Keep yourself accountable by telling friends and family your goals, or even sharing them on social media. This makes it easier to start something because you’re pressured to not let others down.

“People often say that motivation doesn’t last. Well, neither does bathing – that’s why we recommend it daily.” – Zig Ziglar

How to Stay Motivated Long Term

When we say we want to feel motivated to do something, we don’t want to be pushed or guilted into doing a task. We want to be so attracted and drawn to the idea that we can’t resist not taking action. That’s why it’s important to build a foundation that will set you up for consistency.

These are 5 techniques that will help you do just that:

1. Stay in your goldilocks zone

The goldilocks zone is when a task is the perfect level of difficulty—not too hard and not too easy. In this zone, we reach peak motivation and focus.

For example, let’s say you’re playing a serious tennis match against a 4-year-old. On this level of difficulty, you’ll quickly become bored and not want to play. Now let’s say you’re playing a serious tennis match against Serena Williams. On this level of difficulty, you’ll quickly become demotivated because the match is too challenging. 

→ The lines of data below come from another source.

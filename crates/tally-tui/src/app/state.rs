use std::path::PathBuf;

use super::Action;
use crate::config::KeyContext;

/// UI-specific state
#[derive(Clone, Debug)]
pub struct UiState {
    /// Whether the help overlay is visible
    pub help_visible: bool,

    /// Show the HH:MM:SS column
    pub show_timestamps: bool,

    /// Show the source file column
    pub show_sources: bool,
}

impl Default for UiState {
    fn default() -> Self {
        Self {
            help_visible: false,
            show_timestamps: true,
            show_sources: true,
        }
    }
}

/// Main application state
///
/// Holds only presentation state; the lines and the viewport live in the
/// shared log store.
#[derive(Clone, Debug)]
pub struct AppState {
    /// Path being viewed, as given on the command line
    pub root: PathBuf,

    /// Suffix selecting log files in a directory root
    pub suffix: String,

    /// The root is a single file rather than a directory
    pub single_file: bool,

    pub ui_state: UiState,

    pub should_quit: bool,
}

impl AppState {
    pub fn new(root: PathBuf, suffix: impl Into<String>) -> Self {
        Self {
            root,
            suffix: suffix.into(),
            single_file: false,
            ui_state: UiState::default(),
            should_quit: false,
        }
    }

    /// Which keybinding table applies right now
    pub fn key_context(&self) -> KeyContext {
        if self.ui_state.help_visible {
            KeyContext::Help
        } else {
            KeyContext::LogViewer
        }
    }

    /// Apply an action that only touches presentation state.
    ///
    /// Returns true if the action was handled here; navigation and reload
    /// are left to the caller.
    pub fn apply(&mut self, action: &Action) -> bool {
        match action {
            Action::Quit => self.should_quit = true,
            Action::ToggleHelp => self.ui_state.help_visible = !self.ui_state.help_visible,
            Action::ToggleTimestamps => {
                self.ui_state.show_timestamps = !self.ui_state.show_timestamps
            }
            Action::ToggleSources => self.ui_state.show_sources = !self.ui_state.show_sources,
            Action::Navigate(_) | Action::Reload => return false,
        }
        true
    }
}
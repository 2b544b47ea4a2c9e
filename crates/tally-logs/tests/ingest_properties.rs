use std::fs;
use std::path::Path;

use tempfile::TempDir;

use tally_logs::{
    DEFAULT_SUFFIX, IngestError, Ingestor, LogStore, RedrawHandle, StatusMarker, UNKNOWN_TIMESTAMP,
    ViewportController, ViewportIntent,
};

fn setup(height: usize) -> (Ingestor, LogStore, RedrawHandle) {
    let store = LogStore::new(height);
    let (redraw, _rx) = RedrawHandle::channel();
    let ingestor = Ingestor::new(store.clone(), redraw.clone(), DEFAULT_SUFFIX);
    (ingestor, store, redraw)
}

fn write(dir: &Path, name: &str, content: &str) {
    let path = dir.join(name);
    if let Some(parent) = path.parent() {
        fs::create_dir_all(parent).unwrap();
    }
    fs::write(path, content).unwrap();
}

fn mixed_tree() -> TempDir {
    let tmp = TempDir::new().unwrap();
    write(
        tmp.path(),
        "web/access.log",
        "10.0.0.1 - - [01/Jan/2024:10:05:00 +0000] \"GET / HTTP/1.1\" 200 12\n\
         10.0.0.2 - - [01/Jan/2024:09:55:00 +0000] \"GET /missing HTTP/1.1\" 404 0\n",
    );
    write(
        tmp.path(),
        "app.log",
        "2024-01-01T10:00:00Z started\n\
         just some text\n\
         2024-01-01T09:30:00+00:00 ERROR boot failed\n",
    );
    write(
        tmp.path(),
        "cron.log",
        "Mon Jan  1 09:45:00 2024 job ran\n",
    );
    write(tmp.path(), "ignored.txt", "2024-01-01T00:00:00Z not a log\n");
    tmp
}

#[test]
fn test_scenario_reorders_ascending() {
    let tmp = TempDir::new().unwrap();
    write(
        tmp.path(),
        "a.log",
        "2024-01-01T10:00:00Z hello\n2024-01-01T09:00:00Z world\n",
    );

    let (ingestor, store, _) = setup(20);
    ingestor.ingest(tmp.path()).unwrap();

    let lines = store.lines();
    assert_eq!(lines.len(), 2);
    assert_eq!(lines[0].raw(), "2024-01-01T09:00:00Z world");
    assert_eq!(lines[1].raw(), "2024-01-01T10:00:00Z hello");
    assert_eq!(store.selected_line(), Some(1));
}

#[test]
fn test_sorted_after_ingestion() {
    let tmp = mixed_tree();
    let (ingestor, store, _) = setup(20);
    let report = ingestor.ingest(tmp.path()).unwrap();

    assert_eq!(report.files, 3);
    assert_eq!(report.lines, 6);

    let lines = store.lines();
    for pair in lines.windows(2) {
        assert!(pair[0].timestamp() <= pair[1].timestamp());
    }
    assert!(lines.iter().all(|l| !l.raw().contains("not a log")));
}

#[test]
fn test_untimestamped_line_is_kept_at_head() {
    let tmp = mixed_tree();
    let (ingestor, store, _) = setup(20);
    ingestor.ingest(tmp.path()).unwrap();

    let lines = store.lines();
    let plain = &lines[0];
    assert_eq!(plain.raw(), "just some text");
    assert!(!plain.has_timestamp());
    assert_eq!(plain.timestamp(), UNKNOWN_TIMESTAMP);
    assert_eq!(plain.marker(), StatusMarker::Normal);
}

#[test]
fn test_classification_survives_ingestion() {
    let tmp = mixed_tree();
    let (ingestor, store, _) = setup(20);
    ingestor.ingest(tmp.path()).unwrap();

    let notable: Vec<_> = store
        .lines()
        .iter()
        .filter(|l| l.marker() == StatusMarker::Notable)
        .map(|l| l.raw().to_string())
        .collect();

    assert_eq!(notable.len(), 2);
    assert!(notable.iter().any(|r| r.contains("ERROR boot failed")));
    assert!(notable.iter().any(|r| r.contains("/missing")));
}

#[test]
fn test_reingestion_is_idempotent() {
    let tmp = mixed_tree();
    let (ingestor, store, _) = setup(20);

    ingestor.ingest(tmp.path()).unwrap();
    let first: Vec<_> = store.lines().iter().map(|l| (**l).clone()).collect();

    ingestor.ingest(tmp.path()).unwrap();
    let second: Vec<_> = store.lines().iter().map(|l| (**l).clone()).collect();

    assert_eq!(first, second);
}

#[test]
fn test_equal_timestamps_keep_discovery_order() {
    let tmp = TempDir::new().unwrap();
    write(tmp.path(), "a.log", "first\nsecond\n");
    write(tmp.path(), "b.log", "third\n");

    let (ingestor, store, _) = setup(20);
    ingestor.ingest(tmp.path()).unwrap();

    let raws: Vec<_> = store.lines().iter().map(|l| l.raw().to_string()).collect();
    assert_eq!(raws, vec!["first", "second", "third"]);
}

#[cfg(unix)]
#[test]
fn test_unreadable_file_is_skipped() {
    let tmp = TempDir::new().unwrap();
    write(tmp.path(), "a.log", "2024-01-01T10:00:00Z a\n");
    write(tmp.path(), "b.log", "2024-01-01T11:00:00Z b\n");
    std::os::unix::fs::symlink(tmp.path().join("gone"), tmp.path().join("c.log")).unwrap();

    let (ingestor, store, _) = setup(20);
    let report = ingestor.ingest(tmp.path()).unwrap();

    assert_eq!(report.files, 2);
    assert_eq!(report.skipped.len(), 1);
    assert!(report.skipped[0].path.ends_with("c.log"));
    assert!(!report.skipped[0].reason.is_empty());

    let raws: Vec<_> = store.lines().iter().map(|l| l.raw().to_string()).collect();
    assert_eq!(raws, vec!["2024-01-01T10:00:00Z a", "2024-01-01T11:00:00Z b"]);
    assert_eq!(store.status().skipped, 1);
}

#[test]
fn test_failed_pass_leaves_previous_lines() {
    let tmp = TempDir::new().unwrap();
    let root = tmp.path().join("logs");
    write(&root, "a.log", "one\ntwo\nthree\n");

    let (ingestor, store, _) = setup(20);
    ingestor.ingest(&root).unwrap();
    assert_eq!(store.len(), 3);

    fs::remove_dir_all(&root).unwrap();
    let err = ingestor.ingest(&root).unwrap_err();
    assert!(matches!(err, IngestError::RootUnavailable { .. }));

    assert_eq!(store.len(), 3);
    assert_eq!(store.selected_line(), Some(2));
    assert!(store.status().last_error.is_some());
}

#[test]
fn test_empty_directory_yields_empty_store() {
    let tmp = TempDir::new().unwrap();
    write(tmp.path(), "notes.txt", "nothing here");

    let (ingestor, store, _) = setup(20);
    let report = ingestor.ingest(tmp.path()).unwrap();

    assert_eq!(report.files, 0);
    assert!(store.is_empty());
    assert_eq!(store.selected_line(), None);
    assert!(store.visible_slice().is_empty());
}

#[test]
fn test_navigation_after_reload_stays_in_bounds() {
    let tmp = TempDir::new().unwrap();
    let body: String = (0..30)
        .map(|i| format!("2024-01-01T10:{:02}:00Z line {}\n", i, i))
        .collect();
    write(tmp.path(), "a.log", &body);

    let (ingestor, store, redraw) = setup(8);
    let controller = ViewportController::new(store.clone(), redraw);
    ingestor.ingest(tmp.path()).unwrap();

    assert_eq!(store.selected_line(), Some(29));
    assert_eq!(store.scroll_offset(), 22);

    controller.apply(ViewportIntent::Top);
    controller.apply(ViewportIntent::MoveDown);
    assert_eq!(store.selected_line(), Some(1));

    // Shrinking the file resets the view to the new tail
    write(tmp.path(), "a.log", "2024-01-01T10:00:00Z only\n");
    ingestor.ingest(tmp.path()).unwrap();
    assert_eq!(store.selected_line(), Some(0));
    assert_eq!(store.scroll_offset(), 0);

    let snap = store.visible_slice();
    assert_eq!(snap.lines.len(), 1);
    assert_eq!(snap.selected, Some(0));
}

#[test]
fn test_compact_and_zulu_offsets_sort_in_utc_order() {
    let tmp = TempDir::new().unwrap();
    // 10:00+0200 is 08:00Z, so it precedes the 09:00Z line
    write(
        tmp.path(),
        "a.log",
        "2024-01-01T09:00:00Z later\n\
         2024-01-01T10:00:00+0200 earlier\n",
    );

    let (ingestor, store, _) = setup(10);
    ingestor.ingest(tmp.path()).unwrap();

    let raws: Vec<_> = store.lines().iter().map(|l| l.raw().to_string()).collect();
    assert_eq!(
        raws,
        vec![
            "2024-01-01T10:00:00+0200 earlier".to_string(),
            "2024-01-01T09:00:00Z later".to_string(),
        ]
    );
}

The Goldilocks zone is in the middle of that spectrum. You want to face someone with equal skill as you. That way you have a chance to win, but you have to focus and try for it. Adjusting your workload and goals over time to stay within your Goldilocks zone keeps you engaged and motivated long-term.

2. Pursue intrinsically motivated goals

Being intrinsically motivated to achieve a goal is when you want to achieve it for what it is. There are no external factors like a reward or the risk of being fired. The drive behind your actions is coming from within. 

For most intrinsic goals we pursue them because they will enrich our lives or bring us closer to fulfillment. That makes these goals extremely sustainable long-term because they directly affect our quality of life and the things we care about.

3. Use “chunking”

Chunking is the technique of breaking down a goal into smaller short-term targets. By doing this you achieve multiple successes in your pursuit of the main goal. This triggers the brain’s reward system and drives you to keep going.

Traditionally, you may set a goal that you expect to achieve in one year. That’s a long time to commit without seeing any results along the way. By chunking your goals into monthly or quarterly targets, you get the consistent positive reinforcement you need to stay motivated long-term.

For example, instead of trying to lose 50 pounds in one year, try to lose 4 pounds every month for 12 months.

4. Be flexible

We’re all victims of circumstance. Things happen along our journey that we can either adjust to or quit because of. That’s why it’s important to have leeway and flexibility when you’re pursuing a goal. If you expect everything to go perfectly, the inevitable failure can make you disengaged and desireless. When you plan for things to go wrong, you make sure you can keep up for the long haul.

5. Pursue your goals in a sustainable fashion

Don’t lose hope when you’re not an overnight success. Overnight successes are the 1%—for the most part, they don’t exist. What we see as an “overnight success” is actually countless hours of work behind the scenes finally hitting a tipping point. Pursuing goals is a story of patience, persistence, and unseen effort.

Don’t compare yourself to others. Comparison is a recipe for a drop in self-confidence and satisfaction. It also cultivates a mindset where you think you haven’t done enough. As a result, you may raise your expectations and put more pressure on yourself.

This is pointless because things worth achieving take time. So we obviously won’t compare to the things around us when starting.

Mastering motivation is a superpower. With that ability at your fingertips, you can accomplish your goals and shape a life you want to live in.